Some background on Alberto Santos=Dumont is probably worth talking about now, if only so you can make the inevitable Bruce Wayne/Batman associations in your head. Santos=Dumont was the son of a very wealthy Brazilian coffee grower. It was in his father’s extensive and highly innovative coffee fields that young albert first encountered steam driven machinery and even a locomotive, which fascinated him.

In 1891, he travelled to Paris with his family, where he had one goal. As he said in his book My Airships:

“I am going to Paris to see the new things — steerable balloons and automobiles!”

And boy did he see those new things. He became an avid automobile enthusiast, and that enthusiasm eventually led to the idea to use a small automotive-type gasoline engine to power a balloon. As he told a reporter for Century magazine in 1901,

“I got my first idea of putting an automobile motor under a cigar-shaped balloon filled with hydrogen gas while returning from the Paris-Amsterdam automobile race in 1897,”

This initial idea led to a series of increasingly advanced dirigibles, which he simply named Santos-Dumont No.1 through No.10. Among the innovations he came up with while developing his airships were lightweight stiffening frames and structures, directional rudders, light and efficient gas engines (some adapted from cars of the era), and a system of shifting weights that allowed him to adjust the pitch of the airship to ascend or descend without having to release the precious and dangerous hydrogen or deal with dropping or adding ballast.

Oh, and he also independently inspired the idea of a wristwatch, just in case you were on the fence about how fundamentally amazing this guy was. As Wikipedia tells us:

Santos-Dumont complained to his friend Louis Cartier about the difficulty of checking his pocket watch to time his performance during flight. Santos-Dumont then asked Cartier to come up with an alternative that would allow him to keep both hands on the controls.

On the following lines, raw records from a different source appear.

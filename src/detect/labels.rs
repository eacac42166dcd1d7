use std::collections::HashMap;
use std::path::Path;
use std::sync::OnceLock;

use anyhow::{anyhow, Context, Result};

/// The 80 COCO classes in the order YOLOv8 checkpoints emit them.
pub const COCO80: [&str; 80] = [
    "person", "bicycle", "car", "motorcycle", "airplane", "bus", "train", "truck", "boat",
    "traffic light", "fire hydrant", "stop sign", "parking meter", "bench", "bird", "cat", "dog",
    "horse", "sheep", "cow", "elephant", "bear", "zebra", "giraffe", "backpack", "umbrella",
    "handbag", "tie", "suitcase", "frisbee", "skis", "snowboard", "sports ball", "kite",
    "baseball bat", "baseball glove", "skateboard", "surfboard", "tennis racket", "bottle",
    "wine glass", "cup", "fork", "knife", "spoon", "bowl", "banana", "apple", "sandwich",
    "orange", "broccoli", "carrot", "hot dog", "pizza", "donut", "cake", "chair", "couch",
    "potted plant", "bed", "dining table", "toilet", "tv", "laptop", "mouse", "remote",
    "keyboard", "cell phone", "microwave", "oven", "toaster", "sink", "refrigerator", "book",
    "clock", "vase", "scissors", "teddy bear", "hair drier", "toothbrush",
];

/// Class-id to name mapping supplied by a backend.
#[derive(Clone, Debug, Default, PartialEq, Eq)]
pub struct ClassNames {
    names: HashMap<i64, String>,
}

impl ClassNames {
    pub fn coco80() -> Self {
        Self::from_list(COCO80.iter().map(|name| name.to_string()), 0)
    }

    /// Build from an ordered list; the first entry gets `first_id`.
    pub fn from_list<I: IntoIterator<Item = String>>(names: I, first_id: i64) -> Self {
        let names = names
            .into_iter()
            .enumerate()
            .map(|(idx, name)| (first_id + idx as i64, name))
            .collect();
        Self { names }
    }

    /// Load one name per line. Blank lines still consume an id so that files
    /// with gaps (COCO-91 style) keep their numbering.
    pub fn from_file(path: &Path, first_id: i64) -> Result<Self> {
        let raw = std::fs::read_to_string(path)
            .with_context(|| format!("failed to read labels file {}", path.display()))?;
        let names = Self::from_list(raw.lines().map(|line| line.trim().to_string()), first_id);
        let names = Self {
            names: names
                .names
                .into_iter()
                .filter(|(_, name)| !name.is_empty())
                .collect(),
        };
        if names.is_empty() {
            return Err(anyhow!("labels file {} contains no names", path.display()));
        }
        Ok(names)
    }

    /// Parse the `names` metadata property written by the YOLOv8 ONNX
    /// exporter, e.g. `{0: 'person', 1: 'bicycle'}`.
    pub fn from_yolo_metadata(value: &str) -> Option<Self> {
        static ENTRY_RE: OnceLock<regex::Regex> = OnceLock::new();
        let re = ENTRY_RE.get_or_init(|| {
            regex::Regex::new(r#"(\d+)\s*:\s*(?:'([^']*)'|"([^"]*)")"#).unwrap()
        });
        let names: HashMap<i64, String> = re
            .captures_iter(value)
            .filter_map(|caps| {
                let id = caps.get(1)?.as_str().parse().ok()?;
                let name = caps.get(2).or_else(|| caps.get(3))?.as_str().to_string();
                Some((id, name))
            })
            .collect();
        if names.is_empty() {
            None
        } else {
            Some(Self { names })
        }
    }

    pub fn get(&self, class_id: i64) -> Option<&str> {
        self.names.get(&class_id).map(String::as_str)
    }

    /// Name for `class_id`, or the stringified id when unknown.
    pub fn label_for(&self, class_id: i64) -> String {
        self.get(class_id)
            .map(str::to_string)
            .unwrap_or_else(|| class_id.to_string())
    }

    pub fn len(&self) -> usize {
        self.names.len()
    }

    pub fn is_empty(&self) -> bool {
        self.names.is_empty()
    }
}
//! Server-side crops of accepted detections.
//!
//! Each crop is independent: a failure is returned as a `CropError` for that
//! one detection and the caller attaches it to the record instead of failing
//! the response.

use std::fmt;

use base64::Engine;
use image::codecs::jpeg::JpegEncoder;
use image::imageops;
use thiserror::Error;

use crate::frame::ImageFrame;

/// JPEG quality used for crops unless configured otherwise.
pub const DEFAULT_JPEG_QUALITY: u8 = 85;

const DATA_URI_PREFIX: &str = "data:image/jpeg;base64,";

#[derive(Debug, Error)]
pub enum CropError {
    #[error("degenerate crop box [{left}, {top}, {right}, {bottom}] has zero area")]
    Degenerate {
        left: u32,
        top: u32,
        right: u32,
        bottom: u32,
    },

    #[error("crop box [{left}, {top}, {right}, {bottom}] exceeds image bounds {width}x{height}")]
    OutOfBounds {
        left: u32,
        top: u32,
        right: u32,
        bottom: u32,
        width: u32,
        height: u32,
    },

    #[error("jpeg encoding failed: {0}")]
    Encode(#[from] image::ImageError),
}

/// A JPEG crop wrapped as a `data:` URI, ready for an `<img src>`.
#[derive(Clone, PartialEq, Eq)]
pub struct EncodedImage {
    data_uri: String,
}

impl EncodedImage {
    fn from_jpeg(jpeg: &[u8]) -> Self {
        let payload = base64::engine::general_purpose::STANDARD.encode(jpeg);
        Self {
            data_uri: format!("{DATA_URI_PREFIX}{payload}"),
        }
    }

    pub fn as_str(&self) -> &str {
        &self.data_uri
    }

    pub fn into_data_uri(self) -> String {
        self.data_uri
    }
}

impl fmt::Debug for EncodedImage {
    fn fmt(&self, f: &mut fmt::Formatter<'_>) -> fmt::Result {
        f.debug_struct("EncodedImage")
            .field("len", &self.data_uri.len())
            .finish()
    }
}

/// Cut `[left, top, right, bottom]` out of the frame and encode it as JPEG.
pub fn crop_and_encode(
    frame: &ImageFrame,
    pixel_box: [u32; 4],
    quality: u8,
) -> Result<EncodedImage, CropError> {
    let [left, top, right, bottom] = pixel_box;
    if right <= left || bottom <= top {
        return Err(CropError::Degenerate {
            left,
            top,
            right,
            bottom,
        });
    }
    let (width, height) = (frame.width(), frame.height());
    if right > width || bottom > height {
        return Err(CropError::OutOfBounds {
            left,
            top,
            right,
            bottom,
            width,
            height,
        });
    }

    let region = imageops::crop_imm(frame.image(), left, top, right - left, bottom - top).to_image();
    let mut jpeg = Vec::new();
    JpegEncoder::new_with_quality(&mut jpeg, quality).encode_image(&region)?;
    Ok(EncodedImage::from_jpeg(&jpeg))
}

#[cfg(test)]
mod tests {
    use super::*;
    use image::{GenericImageView, Rgb, RgbImage};

    fn frame() -> ImageFrame {
        ImageFrame::from_rgb(RgbImage::from_fn(40, 30, |x, y| {
            Rgb([(x * 6) as u8, (y * 8) as u8, 128])
        }))
    }

    fn decode_payload(encoded: &EncodedImage) -> image::DynamicImage {
        let payload = encoded.as_str().strip_prefix(DATA_URI_PREFIX).unwrap();
        let jpeg = base64::engine::general_purpose::STANDARD
            .decode(payload)
            .unwrap();
        image::load_from_memory(&jpeg).unwrap()
    }

    #[test]
    fn crop_is_a_jpeg_data_uri_of_the_box_size() {
        let encoded = crop_and_encode(&frame(), [5, 10, 25, 30], DEFAULT_JPEG_QUALITY).unwrap();
        assert!(encoded.as_str().starts_with("data:image/jpeg;base64,"));

        let decoded = decode_payload(&encoded);
        assert_eq!(decoded.dimensions(), (20, 20));
    }

    #[test]
    fn degenerate_box_is_an_error() {
        let err = crop_and_encode(&frame(), [12, 0, 12, 20], DEFAULT_JPEG_QUALITY).unwrap_err();
        assert!(matches!(err, CropError::Degenerate { left: 12, right: 12, .. }));

        let err = crop_and_encode(&frame(), [0, 9, 10, 3], DEFAULT_JPEG_QUALITY).unwrap_err();
        assert!(matches!(err, CropError::Degenerate { .. }));
    }

    #[test]
    fn box_outside_image_is_an_error() {
        let err = crop_and_encode(&frame(), [0, 0, 41, 10], DEFAULT_JPEG_QUALITY).unwrap_err();
        assert!(err.to_string().contains("exceeds image bounds 40x30"));
    }

    #[test]
    fn full_frame_crop_succeeds() {
        let encoded = crop_and_encode(&frame(), [0, 0, 40, 30], 50).unwrap();
        assert_eq!(decode_payload(&encoded).dimensions(), (40, 30));
    }
}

Cartier went to work on the problem and the result was a watch with a leather band and a small buckle, to be worn on the wrist.

Santos=Dumont’s No.6 airship was used to win the Deutch Prize, which was to be awarded to the first steerable, powered airship to be able to make the 6.8 mile round trip between the Eiffel Tower and the Parc de Saint Cloud in Paris in 30 minutes or less. Santos=Dumont rounded the Eiffel Tower in only nine minutes and all was looking great when he had engine trouble, causing the engine to stall.

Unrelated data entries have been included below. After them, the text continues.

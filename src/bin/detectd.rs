//! detectd - object detection HTTP service
//!
//! This daemon:
//! 1. Loads the configured detector model once (a failure is reported, not fatal)
//! 2. Serves `/`, `/health`, `/detect` (and `/debug` for YOLO)
//! 3. Stops gracefully on Ctrl-C

use anyhow::{Context, Result};
use clap::Parser;
use std::path::PathBuf;
use std::sync::{mpsc, Arc};

use detection_service::{
    api::{ApiConfig, ApiServer},
    config::{ConfigOverrides, ServiceConfig},
    detect::{BackendKind, ModelHandle},
    service::DetectionService,
};

#[derive(Parser, Debug)]
#[command(author, version, about = "Serve YOLO or EfficientDet object detection over HTTP")]
struct Args {
    /// Path to a TOML or JSON config file.
    #[arg(long, env = "DETECT_CONFIG")]
    config: Option<PathBuf>,

    /// Detector backend (yolo or efficientdet).
    #[arg(long)]
    backend: Option<BackendKind>,

    /// Path to the ONNX model.
    #[arg(long)]
    model: Option<PathBuf>,

    /// Listen address.
    #[arg(long)]
    addr: Option<String>,
}

fn main() -> Result<()> {
    env_logger::Builder::from_env(env_logger::Env::default().default_filter_or("info")).init();
    let args = Args::parse();

    let overrides = ConfigOverrides {
        backend: args.backend,
        model_path: args.model,
        api_addr: args.addr,
    };
    let config = ServiceConfig::load_with(args.config.as_deref(), &overrides)?;
    log::info!(
        "loading {} model from {}",
        config.model.backend.display_name(),
        config.model.path.display()
    );

    let handle = ModelHandle::load(&config.model);
    if let Some(reason) = handle.load_error() {
        log::warn!("serving without a model; /detect will answer 503 ({})", reason);
    }
    let service = Arc::new(DetectionService::from_config(handle, &config));

    let api_handle = ApiServer::new(ApiConfig::from(&config), service).spawn()?;
    log::info!("detection api listening on {}", api_handle.addr);

    let (tx, rx) = mpsc::channel();
    ctrlc::set_handler(move || {
        let _ = tx.send(());
    })
    .context("error setting Ctrl-C handler")?;

    log::info!("detectd waiting for shutdown signal (Ctrl-C)...");
    let _ = rx.recv();
    log::info!("shutdown signal received, stopping API server...");
    api_handle.stop()?;

    Ok(())
}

He couldn’t restart the engine from his control basket, so he had to shimmy across the flimsy, skeletal airframe to the engine, without any safety harnesses or anything, with only the raw badassium secreting from his pores to protect him. He eventually got the engine restarted, and managed to finish the course with only 30 seconds to spare.

After a bit of timing controversy, Santos=Dumont’s attempt was declared successful, and he was awarded a substantial prize of 125,000 francs. Here’s what he did with the money:

The money of the prize, amounting in all to 125,000 francs, I did not desire to keep. I, therefore, divided it into unequal parts. The greater sum, of 75,000 francs, I handed over to the Prefect of Police of Paris to be used for the deserving poor. The balance I distributed among my employees, who had been so long with me and to whose devotion I was glad to pay this tribute.

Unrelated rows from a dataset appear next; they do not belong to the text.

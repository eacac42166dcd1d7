use anyhow::{anyhow, Result};
use serde::Deserialize;
use std::net::SocketAddr;
use std::path::{Path, PathBuf};

use crate::crop::DEFAULT_JPEG_QUALITY;
use crate::detect::BackendKind;

const DEFAULT_API_ADDR: &str = "127.0.0.1:8000";
const DEFAULT_YOLO_MODEL_PATH: &str = "yolov8n.onnx";
const DEFAULT_EFFICIENTDET_MODEL_PATH: &str = "efficientdet_d0_coco17_tpu-32/model.onnx";
const DEFAULT_YOLO_INPUT_SIZE: u32 = 640;
const DEFAULT_EFFICIENTDET_INPUT_SIZE: u32 = 512;
const DEFAULT_YOLO_CONFIDENCE: f32 = 0.25;
const DEFAULT_IOU_THRESHOLD: f32 = 0.7;
const DEFAULT_MAX_DETECTIONS: usize = 300;
const DEFAULT_MIN_SCORE: f32 = 0.7;
const DEFAULT_MAX_UPLOAD_BYTES: usize = 16 * 1024 * 1024;
const DEFAULT_MAX_CONCURRENCY: usize = 1;
const MIN_INPUT_SIZE: u32 = 32;

#[derive(Debug, Deserialize, Default)]
struct ServiceConfigFile {
    api: Option<ApiConfigFile>,
    model: Option<ModelConfigFile>,
    detect: Option<DetectConfigFile>,
}

#[derive(Debug, Deserialize, Default)]
struct ApiConfigFile {
    addr: Option<String>,
    max_upload_bytes: Option<usize>,
    max_concurrency: Option<usize>,
    cors_origins: Option<Vec<String>>,
}

#[derive(Debug, Deserialize, Default)]
struct ModelConfigFile {
    backend: Option<BackendKind>,
    path: Option<PathBuf>,
    labels_path: Option<PathBuf>,
    input_size: Option<u32>,
    confidence: Option<f32>,
    iou_threshold: Option<f32>,
    max_detections: Option<usize>,
}

#[derive(Debug, Deserialize, Default)]
struct DetectConfigFile {
    default_min_score: Option<f32>,
    crop_quality: Option<u8>,
}

/// Model selection and backend post-processing settings.
#[derive(Debug, Clone, PartialEq)]
pub struct ModelSettings {
    pub backend: BackendKind,
    pub path: PathBuf,
    pub labels_path: Option<PathBuf>,
    /// Square input size frames are resized to before inference.
    pub input_size: u32,
    /// YOLO pre-filter confidence applied before NMS.
    pub confidence: f32,
    pub iou_threshold: f32,
    pub max_detections: usize,
}

impl ModelSettings {
    pub fn defaults_for(backend: BackendKind) -> Self {
        let (path, input_size) = match backend {
            BackendKind::Yolo => (DEFAULT_YOLO_MODEL_PATH, DEFAULT_YOLO_INPUT_SIZE),
            BackendKind::EfficientDet => {
                (DEFAULT_EFFICIENTDET_MODEL_PATH, DEFAULT_EFFICIENTDET_INPUT_SIZE)
            }
        };
        Self {
            backend,
            path: PathBuf::from(path),
            labels_path: None,
            input_size,
            confidence: DEFAULT_YOLO_CONFIDENCE,
            iou_threshold: DEFAULT_IOU_THRESHOLD,
            max_detections: DEFAULT_MAX_DETECTIONS,
        }
    }
}

/// Command-line values that take precedence over file and environment.
#[derive(Debug, Clone, Default)]
pub struct ConfigOverrides {
    pub backend: Option<BackendKind>,
    pub model_path: Option<PathBuf>,
    pub api_addr: Option<String>,
}

#[derive(Debug, Clone)]
pub struct ServiceConfig {
    pub api_addr: String,
    pub max_upload_bytes: usize,
    pub max_concurrency: usize,
    /// Allowed CORS origins; empty means any origin.
    pub cors_origins: Vec<String>,
    pub model: ModelSettings,
    pub default_min_score: f32,
    pub crop_quality: u8,
}

impl ServiceConfig {
    /// Load from the file named by `DETECT_CONFIG` (if any) plus environment
    /// overrides.
    pub fn load() -> Result<Self> {
        let config_path = std::env::var("DETECT_CONFIG").ok().map(PathBuf::from);
        Self::load_with(config_path.as_deref(), &ConfigOverrides::default())
    }

    /// Layering: file, then `DETECT_*` environment, then `overrides`.
    pub fn load_with(config_path: Option<&Path>, overrides: &ConfigOverrides) -> Result<Self> {
        let mut file = match config_path {
            Some(path) => read_config_file(path)?,
            None => ServiceConfigFile::default(),
        };
        apply_env(&mut file)?;
        apply_overrides(&mut file, overrides);
        let cfg = Self::from_file(file);
        cfg.validate()?;
        Ok(cfg)
    }

    fn from_file(file: ServiceConfigFile) -> Self {
        let api = file.api.unwrap_or_default();
        let model_file = file.model.unwrap_or_default();
        let detect = file.detect.unwrap_or_default();

        let backend = model_file.backend.unwrap_or(BackendKind::Yolo);
        let defaults = ModelSettings::defaults_for(backend);
        let model = ModelSettings {
            backend,
            path: model_file.path.unwrap_or(defaults.path),
            labels_path: model_file.labels_path,
            input_size: model_file.input_size.unwrap_or(defaults.input_size),
            confidence: model_file.confidence.unwrap_or(defaults.confidence),
            iou_threshold: model_file.iou_threshold.unwrap_or(defaults.iou_threshold),
            max_detections: model_file.max_detections.unwrap_or(defaults.max_detections),
        };

        Self {
            api_addr: api.addr.unwrap_or_else(|| DEFAULT_API_ADDR.to_string()),
            max_upload_bytes: api.max_upload_bytes.unwrap_or(DEFAULT_MAX_UPLOAD_BYTES),
            max_concurrency: api.max_concurrency.unwrap_or(DEFAULT_MAX_CONCURRENCY),
            cors_origins: api.cors_origins.unwrap_or_default(),
            model,
            default_min_score: detect.default_min_score.unwrap_or(DEFAULT_MIN_SCORE),
            crop_quality: detect.crop_quality.unwrap_or(DEFAULT_JPEG_QUALITY),
        }
    }

    fn validate(&self) -> Result<()> {
        self.api_addr
            .parse::<SocketAddr>()
            .map_err(|e| anyhow!("invalid api address '{}': {}", self.api_addr, e))?;
        if !(0.0..=1.0).contains(&self.default_min_score) {
            return Err(anyhow!("default_min_score must be within [0, 1]"));
        }
        if !(1..=100).contains(&self.crop_quality) {
            return Err(anyhow!("crop_quality must be within 1..=100"));
        }
        if self.max_concurrency == 0 {
            return Err(anyhow!("max_concurrency must be greater than zero"));
        }
        if self.max_upload_bytes == 0 {
            return Err(anyhow!("max_upload_bytes must be greater than zero"));
        }
        if self.model.input_size < MIN_INPUT_SIZE {
            return Err(anyhow!("model input_size must be at least {}", MIN_INPUT_SIZE));
        }
        if !(0.0..=1.0).contains(&self.model.confidence)
            || !(0.0..=1.0).contains(&self.model.iou_threshold)
        {
            return Err(anyhow!("model confidence and iou_threshold must be within [0, 1]"));
        }
        if self.model.max_detections == 0 {
            return Err(anyhow!("model max_detections must be greater than zero"));
        }
        Ok(())
    }
}

fn apply_env(file: &mut ServiceConfigFile) -> Result<()> {
    let api = file.api.get_or_insert_with(ApiConfigFile::default);
    if let Some(addr) = non_empty_env("DETECT_API_ADDR") {
        api.addr = Some(addr);
    }
    if let Some(limit) = non_empty_env("DETECT_MAX_UPLOAD_BYTES") {
        api.max_upload_bytes = Some(
            limit
                .parse()
                .map_err(|_| anyhow!("DETECT_MAX_UPLOAD_BYTES must be an integer byte count"))?,
        );
    }
    if let Some(limit) = non_empty_env("DETECT_MAX_CONCURRENCY") {
        api.max_concurrency = Some(
            limit
                .parse()
                .map_err(|_| anyhow!("DETECT_MAX_CONCURRENCY must be a positive integer"))?,
        );
    }
    if let Ok(origins) = std::env::var("DETECT_CORS_ORIGINS") {
        let parsed = split_csv(&origins);
        if !parsed.is_empty() {
            api.cors_origins = Some(parsed);
        }
    }

    let model = file.model.get_or_insert_with(ModelConfigFile::default);
    if let Some(backend) = non_empty_env("DETECT_BACKEND") {
        model.backend = Some(backend.parse()?);
    }
    if let Some(path) = non_empty_env("DETECT_MODEL_PATH") {
        model.path = Some(PathBuf::from(path));
    }
    if let Some(path) = non_empty_env("DETECT_LABELS_PATH") {
        model.labels_path = Some(PathBuf::from(path));
    }

    if let Some(score) = non_empty_env("DETECT_MIN_SCORE") {
        let score: f32 = score
            .parse()
            .map_err(|_| anyhow!("DETECT_MIN_SCORE must be a number"))?;
        file.detect
            .get_or_insert_with(DetectConfigFile::default)
            .default_min_score = Some(score);
    }
    Ok(())
}

fn apply_overrides(file: &mut ServiceConfigFile, overrides: &ConfigOverrides) {
    if let Some(addr) = &overrides.api_addr {
        file.api.get_or_insert_with(ApiConfigFile::default).addr = Some(addr.clone());
    }
    let model = file.model.get_or_insert_with(ModelConfigFile::default);
    if let Some(backend) = overrides.backend {
        model.backend = Some(backend);
    }
    if let Some(path) = &overrides.model_path {
        model.path = Some(path.clone());
    }
}

fn read_config_file(path: &Path) -> Result<ServiceConfigFile> {
    let raw = std::fs::read_to_string(path)
        .map_err(|e| anyhow!("failed to read config file {}: {}", path.display(), e))?;
    let is_toml = path
        .extension()
        .and_then(|ext| ext.to_str())
        .is_some_and(|ext| ext.eq_ignore_ascii_case("toml"));
    let cfg = if is_toml {
        toml::from_str(&raw).map_err(|e| anyhow!("invalid config file {}: {}", path.display(), e))?
    } else {
        serde_json::from_str(&raw)
            .map_err(|e| anyhow!("invalid config file {}: {}", path.display(), e))?
    };
    Ok(cfg)
}

fn non_empty_env(key: &str) -> Option<String> {
    std::env::var(key)
        .ok()
        .filter(|value| !value.trim().is_empty())
}

fn split_csv(value: &str) -> Vec<String> {
    value
        .split(',')
        .map(|entry| entry.trim())
        .filter(|entry| !entry.is_empty())
        .map(|entry| entry.to_string())
        .collect()
}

Are you f**king kidding me? He wins a daredevil’s prize by the skin of his teeth, after a death-defying mid-race aerial repair, in an airship he designed himself, and he divides his prize money between the poor folks of the city and his own crew and mechanics? The man’s made of weaponised class-actium.

Still, as incredible as his experimental and racing airships were, the one I’m most interested in is his No.9 airship, the one that afforded him the status of Best Personal Transportation in History. Santos=Dumont describes his reasons for building the very small airship in his book, and along the way provides a compelling argument for electric city-cars as well:

Once I was enamoured of high-power petroleum automobiles: they can go at express-train speed to any part of Europe, finding fuel in any village. “I can go to Moscow or Lisbon!” I said to myself. But when I discovered that I did not want to go to Moscow or to Lisbon the small and handy electric runabout in which I do my errands about Paris and the Bois proved more satisfactory.

Speaking from the standpoint of my pleasure and convenience as a Parisian my air-ship experience has been similar. When the balloon and motor of my 60 horse-power “No. 7” were completed I said to myself: “I can race any air-ship that is likely to be built!” But when I found that, in spite of the forfeits I paid into the Aéro Club’s treasury, there was no one ready to race with me I determined to build a small air-ship runabout for my pleasure and convenience only. In it I would pass the time while waiting for the future to bring forth competitions worthy of my race craft.

So I built my “No. 9,” the smallest of possible dirigibles, yet very practical indeed.

So that’s basically what airship No.9 was: a little urban runabout. It only had a 3 HP motor and a stubby, egg-shaped gas bag, but it could make 15 or so MPH and it could hover and fly, and that’s pretty much all it needed to do to be the absolute best way to get about any city, ever.

No traffic, no parking hassles, you make your entrance to the fashionable cafés by descending from the sky — it’s sort of like Alberto managed to turn his life into the gleaming one described by the Jules Verne books he read as a kid while the rest of the world was stuck in horse shit and coal smoke.

Just read this sentence from My Airships:

So I reached my corner, to which I pointed my stem, and descended very gently. Two servants caught, steadied, and held the air-ship, while I mounted to my apartment for a cup of coffee. From my round bay window at the corner I looked down upon the air-ship. Were I to receive the municipal permission it would not be difficult to build an ornamental landing-stage out from that window.

Yes, he’s just casually talking about taking a jaunt to his upper-story apartment in his airship to relax and enjoy a cup of coffee while considering building an airship landing-stage on his balcony. Sorry, an ornamental landing-stage.

Really, when you’re the only person in a major city who’s able to get around town in a personal airship, you’ve got it all figured out, period. Until someone develops a personal transporter that lets them beam from location to location in an instant, nobody’s going to beat Santos=Dumont’s situation in Paris from around 1899-1905. And honestly, even if teleportation does become possible, I really doubt it’ll be developed by one person who’ll just use it at will as their own personal way of getting around. I don’t really think Santos=Dumont’s situation can be beat.

Alberto’s little No.9 also became the first powered aircraft to be piloted by a woman, a Cuban-American named Aida de Acosta. Aida took three flying lessons from Santos=Dumont, and flew solo in 1903, about six months before the Wright brother’s first flight. Santos=Dumont seemed to have had some sort of crush on the woman as well, keeping a picture of her on his desk throughout his life, even though the two never saw one another again.

Despite being arguably the coolest guy in human history (he even had a signature hat), Santos=Dumont’s life ended on a sad note. Depressed by what seems to have been multiple sclerosis and despondent over the use of aircraft in warfare, Santos=Dumont hung himself in 1932.

While his life had a tragic end, I much prefer to think of him in his prime, a dapper man in a Panama hat descending a rope ladder from a blimp to a tavern, where he enjoys a beer and a croque monsieur before ascending back into the sky.